Dopo la rinuncia alla Serie B il Catania Calcio Femminile tiene a precisare alcune cose, di seguito il comunicato su Facebook:

“Abbiamo letto alcune inesattezze e pertanto, precisiamo:il Catania femminile non ha problemi irrisolti, né debiti o situazioni precarie. È una società che è operativa con questo assetto dal 25 maggio scorso. Per fare un campionato nazionale come quello di B, compresa di iscrizione, necessitano 45/50 mila euro. Dalla sottoscrizione popolare raccolti 795,00 € più o meno da contributi privati.
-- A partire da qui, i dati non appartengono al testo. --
//! Relational flattening of decoded blocks.
//!
//! Every table has one insertable row type. [`Row`] wraps them so a block
//! can be turned into an ordered list of inserts and handed to either the
//! SQLite sink or the SQL script renderer.

use std::fmt;

use diesel::prelude::*;
use diesel::sqlite::SqliteConnection;
use platter_core::Batch;
use platter_core::discography::{Artist, ArtistRef, Image, Label, Master, Release, ReleaseArtist, Video};
use uuid::Uuid;

use crate::StorageError;
use crate::schema;

/// Literal value of one column, as rendered into an SQL script.
#[derive(Debug, Clone, PartialEq, Eq)]
pub enum SqlValue {
  Null,
  Integer(i64),
  Text(String),
}

impl From<&String> for SqlValue {
  fn from(value: &String) -> Self {
    SqlValue::Text(value.clone())
  }
}

impl From<&Option<String>> for SqlValue {
  fn from(value: &Option<String>) -> Self {
    value.as_ref().map_or(SqlValue::Null, SqlValue::from)
  }
}

impl From<&i64> for SqlValue {
  fn from(value: &i64) -> Self {
    SqlValue::Integer(*value)
  }
}

impl From<&bool> for SqlValue {
  fn from(value: &bool) -> Self {
    SqlValue::Integer(i64::from(*value))
  }
}

impl fmt::Display for SqlValue {
  fn fmt(&self, f: &mut fmt::Formatter<'_>) -> fmt::Result {
    match self {
      SqlValue::Null => f.write_str("NULL"),
      SqlValue::Integer(n) => write!(f, "{n}"),
      SqlValue::Text(s) => write!(f, "'{}'", s.replace('\'', "''")),
    }
  }
}

macro_rules! rows {
  ($($variant:ident($row:ident) => $table:ident { $($field:ident: $ty:ty),* $(,)? })*) => {
    $(
      #[derive(Debug, Clone, PartialEq, Eq, Insertable)]
      #[diesel(table_name = schema::$table)]
      pub struct $row {
        $(pub $field: $ty,)*
      }
    )*

    /// One insert, in the order it has to be executed.
    #[derive(Debug, Clone, PartialEq, Eq)]
    pub enum Row {
      $($variant($row),)*
    }

    impl Row {
      pub fn table(&self) -> &'static str {
        match self {
          $(Row::$variant(_) => stringify!($table),)*
        }
      }

      pub fn columns(&self) -> &'static [&'static str] {
        match self {
          $(Row::$variant(_) => &[$(stringify!($field)),*],)*
        }
      }

      pub fn values(&self) -> Vec<SqlValue> {
        match self {
          $(Row::$variant(row) => vec![$(SqlValue::from(&row.$field)),*],)*
        }
      }

      pub fn insert(&self, conn: &mut SqliteConnection) -> QueryResult<usize> {
        match self {
          $(Row::$variant(row) => diesel::insert_into(schema::$table::table).values(row).execute(conn),)*
        }
      }
    }
  };
}

rows! {
  Artist(NewArtistRow) => artists {
    id: String,
    name: String,
    real_name: String,
    profile: String,
    data_quality: String,
    name_variations: String,
    urls: String,
  }
  ArtistAlias(NewArtistAliasRow) => artist_aliases {
    id: String,
    artist_id: String,
    alias_id: String,
    name: String,
    seq: i64,
  }
  ArtistMember(NewArtistMemberRow) => artist_members {
    id: String,
    artist_id: String,
    member_id: String,
    name: String,
    seq: i64,
  }
  ArtistGroup(NewArtistGroupRow) => artist_groups {
    id: String,
    artist_id: String,
    group_id: String,
    name: String,
    seq: i64,
  }
  Label(NewLabelRow) => labels {
    id: String,
    name: String,
    contact_info: String,
    profile: String,
    data_quality: String,
    urls: String,
  }
  LabelLabel(NewLabelLabelRow) => label_labels {
    id: String,
    label_id: String,
    related_id: String,
    name: String,
    relation: String,
    seq: i64,
  }
  Master(NewMasterRow) => masters {
    id: String,
    main_release: String,
    year: i64,
    title: String,
    data_quality: String,
    genres: String,
    styles: String,
  }
  Release(NewReleaseRow) => releases {
    id: String,
    status: String,
    title: String,
    country: String,
    released: String,
    notes: String,
    data_quality: String,
    master_id: Option<String>,
    is_main_release: bool,
    genres: String,
    styles: String,
  }
  ReleaseArtist(NewReleaseArtistRow) => release_artists {
    id: String,
    master_id: Option<String>,
    release_id: Option<String>,
    artist_id: String,
    name: String,
    anv: String,
    join_string: String,
    role: String,
    tracks: String,
    extra: bool,
    seq: i64,
  }
  ReleaseLabel(NewReleaseLabelRow) => release_labels {
    id: String,
    release_id: String,
    label_id: String,
    name: String,
    category: String,
    seq: i64,
  }
  ReleaseFormat(NewReleaseFormatRow) => release_formats {
    id: String,
    release_id: String,
    name: String,
    quantity: i64,
    format_text: String,
    descriptions: String,
    seq: i64,
  }
  ReleaseTrack(NewReleaseTrackRow) => release_tracks {
    id: String,
    release_id: String,
    position: String,
    title: String,
    duration: String,
    seq: i64,
  }
  ReleaseIdentifier(NewReleaseIdentifierRow) => release_identifiers {
    id: String,
    release_id: String,
    description: String,
    kind: String,
    value: String,
    seq: i64,
  }
  ReleaseCompany(NewReleaseCompanyRow) => release_companies {
    id: String,
    release_id: String,
    company_id: String,
    name: String,
    category: String,
    entity_type: String,
    entity_type_name: String,
    resource_url: String,
    seq: i64,
  }
  Video(NewVideoRow) => videos {
    id: String,
    master_id: Option<String>,
    release_id: Option<String>,
    duration: i64,
    embed: bool,
    src: String,
    title: String,
    description: String,
    seq: i64,
  }
  Image(NewImageRow) => images {
    id: String,
    artist_id: Option<String>,
    label_id: Option<String>,
    master_id: Option<String>,
    release_id: Option<String>,
    height: i64,
    width: i64,
    image_type: String,
    uri: String,
    uri150: String,
    seq: i64,
  }
}

/// Which parent a shared sub-record (image, video, credit) hangs from.
#[derive(Debug, Clone, Copy)]
enum Owner<'a> {
  Artist(&'a str),
  Label(&'a str),
  Master(&'a str),
  Release(&'a str),
}

impl Owner<'_> {
  fn artist_id(self) -> Option<String> {
    match self {
      Owner::Artist(id) => Some(id.to_string()),
      _ => None,
    }
  }

  fn label_id(self) -> Option<String> {
    match self {
      Owner::Label(id) => Some(id.to_string()),
      _ => None,
    }
  }

  fn master_id(self) -> Option<String> {
    match self {
      Owner::Master(id) => Some(id.to_string()),
      _ => None,
    }
  }

  fn release_id(self) -> Option<String> {
    match self {
      Owner::Release(id) => Some(id.to_string()),
      _ => None,
    }
  }
}

fn new_id() -> String {
  Uuid::new_v4().to_string()
}

fn seq(index: usize) -> i64 {
  i64::try_from(index).unwrap_or(i64::MAX)
}

fn json_list(items: &[String]) -> Result<String, StorageError> {
  Ok(serde_json::to_string(items)?)
}

/// Flattens a block into inserts: each entity's own row first, then its
/// sub-records in document order.
///
/// With `exclude_images` no image row is produced; the entities themselves
/// are left untouched.
pub fn rows_for(batch: Batch<'_>, exclude_images: bool) -> Result<Vec<Row>, StorageError> {
  let mut rows = Vec::new();

  match batch {
    Batch::Artists(items) => {
      for artist in items {
        artist_rows(artist, exclude_images, &mut rows)?;
      }
    }
    Batch::Labels(items) => {
      for label in items {
        label_rows(label, exclude_images, &mut rows)?;
      }
    }
    Batch::Masters(items) => {
      for master in items {
        master_rows(master, exclude_images, &mut rows)?;
      }
    }
    Batch::Releases(items) => {
      for release in items {
        release_rows(release, exclude_images, &mut rows)?;
      }
    }
  }

  Ok(rows)
}

fn artist_rows(artist: &Artist, exclude_images: bool, rows: &mut Vec<Row>) -> Result<(), StorageError> {
  let id = artist.id.as_str();

  rows.push(Row::Artist(NewArtistRow {
    id: id.to_string(),
    name: artist.name.clone(),
    real_name: artist.real_name.clone(),
    profile: artist.profile.clone(),
    data_quality: artist.data_quality.clone(),
    name_variations: json_list(&artist.name_variations)?,
    urls: json_list(&artist.urls)?,
  }));

  if !exclude_images {
    image_rows(Owner::Artist(id), &artist.images, rows);
  }

  let refs = |list: &[ArtistRef]| -> Vec<(String, String, String, i64)> {
    list.iter().enumerate().map(|(i, r)| (new_id(), r.id.to_string(), r.name.clone(), seq(i))).collect()
  };

  for (row_id, alias_id, name, seq) in refs(&artist.aliases) {
    rows.push(Row::ArtistAlias(NewArtistAliasRow { id: row_id, artist_id: id.to_string(), alias_id, name, seq }));
  }
  for (row_id, member_id, name, seq) in refs(&artist.members) {
    rows.push(Row::ArtistMember(NewArtistMemberRow { id: row_id, artist_id: id.to_string(), member_id, name, seq }));
  }
  for (row_id, group_id, name, seq) in refs(&artist.groups) {
    rows.push(Row::ArtistGroup(NewArtistGroupRow { id: row_id, artist_id: id.to_string(), group_id, name, seq }));
  }

  Ok(())
}

fn label_rows(label: &Label, exclude_images: bool, rows: &mut Vec<Row>) -> Result<(), StorageError> {
  let id = label.id.as_str();

  rows.push(Row::Label(NewLabelRow {
    id: id.to_string(),
    name: label.name.clone(),
    contact_info: label.contact_info.clone(),
    profile: label.profile.clone(),
    data_quality: label.data_quality.clone(),
    urls: json_list(&label.urls)?,
  }));

  if !exclude_images {
    image_rows(Owner::Label(id), &label.images, rows);
  }

  let related = label.parent_label.iter().map(|r| (r, "parent")).chain(label.sub_labels.iter().map(|r| (r, "sub")));
  for (i, (related, relation)) in related.enumerate() {
    rows.push(Row::LabelLabel(NewLabelLabelRow {
      id: new_id(),
      label_id: id.to_string(),
      related_id: related.id.to_string(),
      name: related.name.clone(),
      relation: relation.to_string(),
      seq: seq(i),
    }));
  }

  Ok(())
}

fn master_rows(master: &Master, exclude_images: bool, rows: &mut Vec<Row>) -> Result<(), StorageError> {
  let id = master.id.as_str();

  rows.push(Row::Master(NewMasterRow {
    id: id.to_string(),
    main_release: master.main_release.to_string(),
    year: i64::from(master.year),
    title: master.title.clone(),
    data_quality: master.data_quality.clone(),
    genres: json_list(&master.genres)?,
    styles: json_list(&master.styles)?,
  }));

  if !exclude_images {
    image_rows(Owner::Master(id), &master.images, rows);
  }
  credit_rows(Owner::Master(id), &master.artists, false, rows);
  video_rows(Owner::Master(id), &master.videos, rows);

  Ok(())
}

fn release_rows(release: &Release, exclude_images: bool, rows: &mut Vec<Row>) -> Result<(), StorageError> {
  let id = release.id.as_str();
  let owner = Owner::Release(id);

  rows.push(Row::Release(NewReleaseRow {
    id: id.to_string(),
    status: release.status.clone(),
    title: release.title.clone(),
    country: release.country.clone(),
    released: release.released.clone(),
    notes: release.notes.clone(),
    data_quality: release.data_quality.clone(),
    master_id: release.master_id.as_ref().map(ToString::to_string),
    is_main_release: release.is_main_release,
    genres: json_list(&release.genres)?,
    styles: json_list(&release.styles)?,
  }));

  if !exclude_images {
    image_rows(owner, &release.images, rows);
  }
  credit_rows(owner, &release.artists, false, rows);
  credit_rows(owner, &release.extra_artists, true, rows);

  for (i, label) in release.labels.iter().enumerate() {
    rows.push(Row::ReleaseLabel(NewReleaseLabelRow {
      id: new_id(),
      release_id: id.to_string(),
      label_id: label.id.to_string(),
      name: label.name.clone(),
      category: label.category.clone(),
      seq: seq(i),
    }));
  }

  for (i, format) in release.formats.iter().enumerate() {
    rows.push(Row::ReleaseFormat(NewReleaseFormatRow {
      id: new_id(),
      release_id: id.to_string(),
      name: format.name.clone(),
      quantity: i64::from(format.quantity),
      format_text: format.text.clone(),
      descriptions: json_list(&format.descriptions)?,
      seq: seq(i),
    }));
  }

  for (i, track) in release.tracklist.iter().enumerate() {
    rows.push(Row::ReleaseTrack(NewReleaseTrackRow {
      id: new_id(),
      release_id: id.to_string(),
      position: track.position.clone(),
      title: track.title.clone(),
      duration: track.duration.clone(),
      seq: seq(i),
    }));
  }

  for (i, identifier) in release.identifiers.iter().enumerate() {
    rows.push(Row::ReleaseIdentifier(NewReleaseIdentifierRow {
      id: new_id(),
      release_id: id.to_string(),
      description: identifier.description.clone(),
      kind: identifier.kind.clone(),
      value: identifier.value.clone(),
      seq: seq(i),
    }));
  }

  video_rows(owner, &release.videos, rows);

  for (i, company) in release.companies.iter().enumerate() {
    rows.push(Row::ReleaseCompany(NewReleaseCompanyRow {
      id: new_id(),
      release_id: id.to_string(),
      company_id: company.id.to_string(),
      name: company.name.clone(),
      category: company.category.clone(),
      entity_type: company.entity_type.clone(),
      entity_type_name: company.entity_type_name.clone(),
      resource_url: company.resource_url.clone(),
      seq: seq(i),
    }));
  }

  Ok(())
}

fn image_rows(owner: Owner<'_>, images: &[Image], rows: &mut Vec<Row>) {
  for (i, image) in images.iter().enumerate() {
    rows.push(Row::Image(NewImageRow {
      id: new_id(),
      artist_id: owner.artist_id(),
      label_id: owner.label_id(),
      master_id: owner.master_id(),
      release_id: owner.release_id(),
      height: i64::from(image.height),
      width: i64::from(image.width),
      image_type: image.image_type.to_string(),
      uri: image.uri.clone(),
      uri150: image.uri150.clone(),
      seq: seq(i),
    }));
  }
}

fn video_rows(owner: Owner<'_>, videos: &[Video], rows: &mut Vec<Row>) {
  for (i, video) in videos.iter().enumerate() {
    rows.push(Row::Video(NewVideoRow {
      id: new_id(),
      master_id: owner.master_id(),
      release_id: owner.release_id(),
      duration: i64::from(video.duration),
      embed: video.embed,
      src: video.src.clone(),
      title: video.title.clone(),
      description: video.description.clone(),
      seq: seq(i),
    }));
  }
}

fn credit_rows(owner: Owner<'_>, credits: &[ReleaseArtist], extra: bool, rows: &mut Vec<Row>) {
  for (i, credit) in credits.iter().enumerate() {
    rows.push(Row::ReleaseArtist(NewReleaseArtistRow {
      id: new_id(),
      master_id: owner.master_id(),
      release_id: owner.release_id(),
      artist_id: credit.id.to_string(),
      name: credit.name.clone(),
      anv: credit.anv.clone(),
      join_string: credit.join.clone(),
      role: credit.role.clone(),
      tracks: credit.tracks.clone(),
      extra,
      seq: seq(i),
    }));
  }
}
Compito del presidente , non mecenate ne’facoltoso, era valorizzare immagine e mettere radici nel territorio. Una semina appena iniziata che speriamo e contiamo dia i suoi frutti nel tempo. La società attraverso i suoi dirigenti non ha mai trattato alcuna atleta americana. Vero che si era a conoscenza che persone vicine allo staff tecnico non dirigenziale, qualora si fosse trovato adeguato sponsor, avrebbero proposto adeguati rinforzi per non essere impreparati all’eventuale campionato di B. Tuttavia alcuna trattativa neanche in fase embrionale nel senso giuridico del termine è stata mai posta in essere. Unica verità che a Catania non abbiamo un campo dove giocare e Catania dopo 50 richieste 50… di aiuto ad ogni livello, ha sostanzialmente risposto No grazie. Il resto è aria fritta”.